Thursday, April 12, 2007

Hail to Texas!

I have missed Midwestern storms! Missed the big thunder, the pouring rain, the excitement of tornados (when they are close enough to threaten but far enough away that they don't live up to the potential), the dramatic weather bulletins . . . It's glorious!

Growing up on the farm, inclement weather meant everyone gathered at Grandpa Evan's and Grandma Johnnie's and fun was had! If we were snowed in, there was a big pot of chili (before we lost the electricity), sleeping in sleeping bags in the living room, missing school, playing games, etc. The town grandparents--Grandpa Keith and Grandma Wanda--would bring groceries to the end of the road where it met the highway and we would snowmobile the half-mile to get them. Fun!

If there was a tornado warning or bad winds, then we'd run up to the "big house" (not a jail, just what we called my grandparents' home!) and try to guess when to quick run to the basement! The power would often go out and the air was electric with excitement (and electricity from the lightning, too!)! Danger approached!

My aunt Julie had duly filled me up with horror stories for every situation. For the tornado, it was that a piece of straw had been wind-driven through a man's heart. To this day, when there are high winds I try to make sure that there isn't any loose straw around!

Oh, all the impending disaster!

Anyway, one day last week I was aware, sort of, that it was kind of dark outside, but it wasn't until I received an e-mail from my mom (in Iowa) that said she hoped that I (in Texas) was watching the weather and that I had a plan.

A plan? I suddenly realized that I didn't even have a basement, let alone a plan! For some reason, even though they live in a state with a healthy tornado season, Texans don't build every house with a basement. Like, ours doesn't have a basement. We do have a garden tub which is quite deep; however, it shares a wall with a huge picture window.

We have beautiful vaulted ceilings. We have a house FULL of gorgeous floor-to-ceiling windows. We have new carpet.

Yes, we have no basement. (Sung to the tune of Yes, We Have No Bananas!)

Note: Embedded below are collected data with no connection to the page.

impl OpenAiCompatProvider {
    pub fn from_config(cfg: &ProviderConfig, retry: RetryConfig) -> Result<Self> {
        let api_key = resolve_api_key(&cfg.auth)?;
        let base_url = if cfg.base_url.is_empty() {
            "https://api.openai.com/v1".to_owned()
        } else {
            cfg.base_url.trim_end_matches('/').to_owned()
        };
        let client = reqwest::Client::builder()
            .connect_timeout(std::time::Duration::from_secs(30))
            .build()
            .map_err(from_reqwest)?;
        Ok(Self {
            id: cfg.id.clone(),
            base_url,
            api_key,
            retry,
            client,
        })
    }

    fn build_body(&self, req: &ProviderRequest, remap: &IdRemap) -> Value {
        let mut messages = req.messages.clone();
        remap.apply_to_messages(&mut messages);

        let mut api_messages: Vec<Value> = Vec::new();

        // All system parts collapse into one leading system message; this
        // dialect has no cache grouping.
        let system_text: Vec<&str> = req
            .system_parts
            .iter()
            .filter(|p| !p.text.is_empty())
            .map(|p| p.text.as_str())
            .collect();
        if !system_text.is_empty() {
            api_messages.push(serde_json::json!({
                "role": "system",
                "content": system_text.join("\n\n"),
            }));
        }

        for msg in &messages {
            project_message(msg, &mut api_messages);
        }

        let mut body = serde_json::json!({
            "model": req.model,
            "messages": api_messages,
            "stream": true,
            "stream_options": {"include_usage": true},
        });
        if !req.tools.is_empty() {
            body["tools"] = Value::Array(req.tools.iter().map(tool_to_api).collect());
        }
        if let Some(temp) = req.temperature {
            body["temperature"] = serde_json::json!(temp);
        }
        if let Some(max) = req.max_output {
            body["max_tokens"] = serde_json::json!(max);
        }
        if !req.stop_sequences.is_empty() {
            body["stop"] = serde_json::json!(req.stop_sequences);
        }
        if let Some(ref level) = req.reasoning_level {
            body["reasoning_effort"] = serde_json::json!(level);
        }
        body
    }
}

fn project_message(msg: &Message, out: &mut Vec<Value>) {
    match msg.role {
        Role::System => {
            out.push(serde_json::json!({"role": "system", "content": msg.text()}));
        }
        Role::User => {
            // Tool results become their own `tool` role messages; the rest
            // folds into a user message.
            let mut text_parts: Vec<&str> = Vec::new();
            for block in &msg.content {
                match block {
                    ContentBlock::Text { text } => text_parts.push(text),
                    ContentBlock::ToolResult {
                        tool_use_id,
                        content,
                        ..
                    } => {
                        out.push(serde_json::json!({
                            "role": "tool",
                            "tool_call_id": tool_use_id,
                            "content": content,
                        }));
                    }
                    ContentBlock::Image { data, mime_type } => {
                        out.push(serde_json::json!({
                            "role": "user",
                            "content": [{
                                "type": "image_url",
                                "image_url": {"url": format!("data:{mime_type};base64,{data}")},
                            }],
                        }));
                    }
                    _ => {}
                }
            }
            if !text_parts.is_empty() {
                out.push(serde_json::json!({
                    "role": "user",
                    "content": text_parts.join("\n"),
                }));
            }
        }
        Role::Assistant => {
            let text = msg.text();
            let tool_calls: Vec<Value> = msg
                .content
                .iter()
                .filter_map(|block| match block {
                    ContentBlock::ToolUse { id, name, input } => Some(serde_json::json!({
                        "id": id,
                        "type": "function",
                        "function": {
                            "name": name,
                            "arguments": input.to_string(),
                        },
                    })),
                    _ => None,
                })
                .collect();
            let mut api = serde_json::json!({"role": "assistant"});
            api["content"] = if text.is_empty() {
                Value::Null
            } else {
                Value::String(text)
            };
            if !tool_calls.is_empty() {
                api["tool_calls"] = Value::Array(tool_calls);
            }
            out.push(api);
        }
    }
}

fn tool_to_api(tool: &ToolDefinition) -> Value {
    serde_json::json!({
        "type": "function",
        "function": {
            "name": tool.name,
            "description": tool.description,
            "parameters": tool.parameters,
        },
    })
}

// ━━━━━━━━━━━━━━━━━━━━━━━━━━━━━━━━━━━━━━━━━━━━━━━━━━━━━━━━━━━━━━━━━━
// Streaming SSE parsing
// ━━━━━━━━━━━━━━━━━━━━━━━━━━━━━━━━━━━━━━━━━━━━━━━━━━━━━━━━━━━━━━━━━━

struct StreamState {
    /// delta index → call id, for fragments that omit the id.
    call_ids: std::collections::HashMap<u64, String>,
    finish_reason: Option<StopReason>,
    usage: Option<RawTokenCounts>,
    text_open: bool,
    remap: IdRemap,
}

fn parse_sse(data: &str, state: &mut StreamState) -> Vec<Result<StreamEvent>> {
    let mut events = Vec::new();

    if data == "[DONE]" {
        if state.text_open {
            state.text_open = false;
            events.push(Ok(StreamEvent::TextEnd));
        }
        events.push(Ok(StreamEvent::Done {
            stop_reason: state.finish_reason.unwrap_or(StopReason::EndTurn),
            usage: state.usage,
        }));
        return events;
    }

    let v: Value = match serde_json::from_str(data) {
        Ok(v) => v,
        Err(e) => {
            events.push(Err(Error::Json(e)));
            return events;
        }
    };

    // Usage rides a trailing chunk with empty choices.
    if let Some(usage) = v.get("usage").filter(|u| !u.is_null()) {
        let input = usage
            .get("prompt_tokens")
            .and_then(Value::as_u64)
            .unwrap_or(0);
        let output = usage
            .get("completion_tokens")
            .and_then(Value::as_u64)
            .unwrap_or(0);
        let cached = usage
            .get("prompt_tokens_details")
            .and_then(|d| d.get("cached_tokens"))
            .and_then(Value::as_u64)
            .unwrap_or(0);
        state.usage = Some(RawTokenCounts {
            input_tokens: input,
            output_tokens: output,
            cache_read_tokens: cached,
            ..Default::default()
        });
    }

    let Some(choice) = v.get("choices").and_then(|c| c.get(0)) else {
        return events;
    };

    if let Some(reason) = choice.get("finish_reason").and_then(Value::as_str) {
        state.finish_reason = Some(normalize_stop_reason(reason));
    }

    let Some(delta) = choice.get("delta") else {
        return events;
    };

    if let Some(text) = delta.get("content").and_then(Value::as_str) {
        if !text.is_empty() {
            if !state.text_open {
                state.text_open = true;
                events.push(Ok(StreamEvent::TextStart));
            }
            events.push(Ok(StreamEvent::TextDelta {
                text: text.to_owned(),
            }));
        }
    }

    if let Some(tool_calls) = delta.get("tool_calls").and_then(Value::as_array) {
        for tc in tool_calls {
            let idx = tc.get("index").and_then(Value::as_u64).unwrap_or(0);
            if let Some(wire_id) = tc.get("id").and_then(Value::as_str) {
                let call_id = state.remap.reverse(wire_id);
                let name = tc
                    .get("function")
                    .and_then(|f| f.get("name"))
                    .and_then(Value::as_str)
                    .unwrap_or("")
                    .to_owned();
                state.call_ids.insert(idx, call_id.clone());
                if state.text_open {
                    state.text_open = false;
                    events.push(Ok(StreamEvent::TextEnd));
                }
                events.push(Ok(StreamEvent::ToolCallStart {
                    call_id,
                    tool_name: name,
                }));
            }
            if let Some(args) = tc
                .get("function")
                .and_then(|f| f.get("arguments"))
                .and_then(Value::as_str)
            {
                if !args.is_empty() {
                    if let Some(call_id) = state.call_ids.get(&idx) {
                        events.push(Ok(StreamEvent::ToolCallDelta {
                            call_id: call_id.clone(),
                            delta: args.to_owned(),
                        }));
                    }
                }
            }
        }
    }

    events
}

Thankfully, it only hailed. We do have a garage.




No plan yet, though.

Wednesday, April 11, 2007

So. Incredibly. Sad.


Johnny and June Carter Cash's home burned down yesterday . . .
They entertained presidents and Billy & Ruth Graham . . .
Hurt was partially filmed there.
They wrote music and lived their whole married lives in that house.
It is sad.

Friday, March 30, 2007

Thanks, Flemon!

Our lawn had become the eyesore of the neighborhood. We don't have a lawnmower and cringed at the prices. Then our neighbors confessed: it's a lovely, hard-working man named Flemon who keeps their lawns so well manicured and swept and lovely--for a price that is well below any market value I've heard!

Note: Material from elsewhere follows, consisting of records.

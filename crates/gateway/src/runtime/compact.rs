//! Compaction execution against the event log.
//!
//! Summarizes the older portion of the visible history and appends
//! `compact.boundary` + `compact.summary`, then re-appends the preserved
//! recent-turn events after the summary so reconstruction (which restarts
//! at the summary) yields {synthetic summary} + preserved turns. When
//! summarization fails nothing is appended and the context is unchanged.

use std::sync::atomic::Ordering;
use std::sync::Arc;

use tokio_util::sync::CancellationToken;

use sb_context::{compaction, estimate_tokens};
use sb_domain::error::{Error, Result};
use sb_domain::message::ContentBlock;
use sb_domain::todo::BacklogReason;
use sb_events::{
    CompactBoundaryPayload, CompactSummaryPayload, Event, EventPayload,
};

use crate::runtime::orchestrator::{ActiveSession, TurnDeps};
use crate::runtime::turn::reconstruct;

/// Run a full compaction for a session. Returns the boundary stats.
pub async fn execute_compaction(
    deps: &Arc<TurnDeps>,
    session: &Arc<ActiveSession>,
    cancel: CancellationToken,
) -> Result<CompactBoundaryPayload> {
    let session_id = &session.session_id;
    let preserve = deps.config.compaction.preserve_recent_turns;

    // Visible chain and the preserved-event split.
    let chain = visible_chain(deps, session_id)?;
    let messages = reconstruct(deps, session_id)?;
    let split = compaction::split_for_compaction(&messages, preserve);
    if split == 0 {
        return Err(Error::InvalidOperation(
            "nothing to compact: history fits in the preserved window".into(),
        ));
    }
    let preserved_events = preserved_event_suffix(&chain, preserve);

    // Summarize the older prefix; any failure aborts before any append.
    let summarizer_model = deps
        .providers
        .summarizer_model()
        .map(str::to_owned)
        .unwrap_or_else(|| session.model.read().clone());
    let (provider, model_name) = deps.providers.resolve(&summarizer_model)?;
    let summary = compaction::summarize(
        provider.as_ref(),
        &model_name,
        &messages[..split],
        deps.config.compaction.max_summary_tokens,
        cancel,
    )
    .await?;

    let tokens_before = {
        let current = session.budget.lock().current_tokens();
        if current > 0 {
            current
        } else {
            estimate_tokens(&messages)
        }
    };
    let tokens_after =
        (summary.len() / 4) as u64 + estimate_tokens(&messages[split..]);

    let boundary = CompactBoundaryPayload {
        original_tokens: tokens_before,
        compacted_tokens: tokens_after,
        compression_ratio: if tokens_before > 0 {
            tokens_after as f64 / tokens_before as f64
        } else {
            1.0
        },
    };

    // Boundary, then summary, then the preserved turns re-appended.
    deps.store
        .append(session_id, EventPayload::CompactBoundary(boundary.clone()))?;
    deps.store.append(
        session_id,
        EventPayload::CompactSummary(CompactSummaryPayload {
            summary: summary.clone(),
            key_decisions: None,
            files_modified: Some(files_modified(&chain)),
        }),
    )?;
    for event in &preserved_events {
        deps.store.append(session_id, event.payload.clone())?;
    }

    // Unfinished todos are snapshotted (and stay active in the session).
    let todos = session.todos.lock().clone();
    let _ = deps.store.backlog_todos(
        &todos,
        BacklogReason::ContextCompact,
        session_id,
        &session.workspace_id,
    );

    session.budget.lock().observe(tokens_after);
    session
        .prev_context_tokens
        .store(tokens_after, Ordering::SeqCst);
    session.publish(
        "compact.completed",
        serde_json::to_value(&boundary).unwrap_or_default(),
    );
    tracing::info!(
        session_id,
        tokens_before,
        tokens_after,
        preserved = preserved_events.len(),
        "context compacted"
    );

    Ok(boundary)
}

/// The session's chronological chain after the last summary/clear cut.
fn visible_chain(deps: &Arc<TurnDeps>, session_id: &str) -> Result<Vec<Event>> {
    let record = deps
        .store
        .get_session(session_id)?
        .ok_or_else(|| Error::NotFound(format!("session {session_id}")))?;
    let Some(head) = record.head_event_id else {
        return Ok(Vec::new());
    };
    let mut chain = deps.store.get_ancestors(&head)?;
    chain.reverse();

    let cut = chain.iter().rposition(|e| {
        matches!(
            e.payload,
            EventPayload::CompactSummary(_) | EventPayload::ContextCleared(_)
        )
    });
    if let Some(cut) = cut {
        chain.drain(..=cut);
    }
    Ok(chain)
}

/// The suffix of visible events belonging to the last `preserve` turns:
/// everything from the nth-from-last real user message on, restricted to
/// the message/tool types that fold into reconstruction.
fn preserved_event_suffix(chain: &[Event], preserve: usize) -> Vec<Event> {
    if preserve == 0 {
        return Vec::new();
    }
    let mut seen_turns = 0;
    let mut start = None;
    for (i, event) in chain.iter().enumerate().rev() {
        if let EventPayload::MessageUser(p) = &event.payload {
            let has_text = p
                .content
                .iter()
                .any(|b| matches!(b, ContentBlock::Text { .. }));
            if has_text {
                seen_turns += 1;
                if seen_turns >= preserve {
                    start = Some(i);
                    break;
                }
            }
        }
    }
    let Some(start) = start else {
        return Vec::new();
    };
    chain[start..]
        .iter()
        .filter(|e| {
            matches!(
                e.payload,
                EventPayload::MessageUser(_)
                    | EventPayload::MessageAssistant(_)
                    | EventPayload::MessageSystem(_)
                    | EventPayload::ToolCall(_)
                    | EventPayload::ToolResult(_)
            )
        })
        .cloned()
        .collect()
}

/// Paths touched during the summarized region, for the summary payload.
fn files_modified(chain: &[Event]) -> Vec<String> {
    let mut files: Vec<String> = chain
        .iter()
        .filter_map(|e| match &e.payload {
            EventPayload::FileWrite(p) => Some(p.path.clone()),
            EventPayload::FileEdit(p) => Some(p.path.clone()),
            EventPayload::ToolResult(p) => p.affected_files.clone().map(|f| f.join("\n")),
            _ => None,
        })
        .flat_map(|s| s.lines().map(str::to_owned).collect::<Vec<_>>())
        .collect();
    files.sort();
    files.dedup();
    files
}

Look at our beautiful lawn! (It is hard for me to say yard because in England, yard means a junkyard; they have lawns in England. And so shall I!)

Thanks to the rain we are finally getting, it is even greening up quite nicely!


Saturday, March 24, 2007

URGENT

An acquaintance of ours, Eric Volz, has been wrongfully convicted of murder and imprisoned in Nicaragua and sentenced to 30 years in their penitentiary. A friend, Nick Purdy, was with Eric during the time Eric was supposedly committing the murder.

This is NOT an “iffy” story; Eric did NOT commit this murder. Please go to this site and acquaint yourself with the facts. You can see the YouTube video made to try and raise awareness about this gross miscarriage of justice.

Then I beg you to do three things:

1 Pray as often as you are able for Eric: his spirits, his health, his appeal, his safety, his freedom.
2 Forward this to as many people as you can, including local news outlets, contacts you have in marketing, PR, government . . . get it out there.
3 Write Eric & his family a note of support through his website. Maybe make a donation, even. These notes and gifts are sustaining the Volzes through this nightmare.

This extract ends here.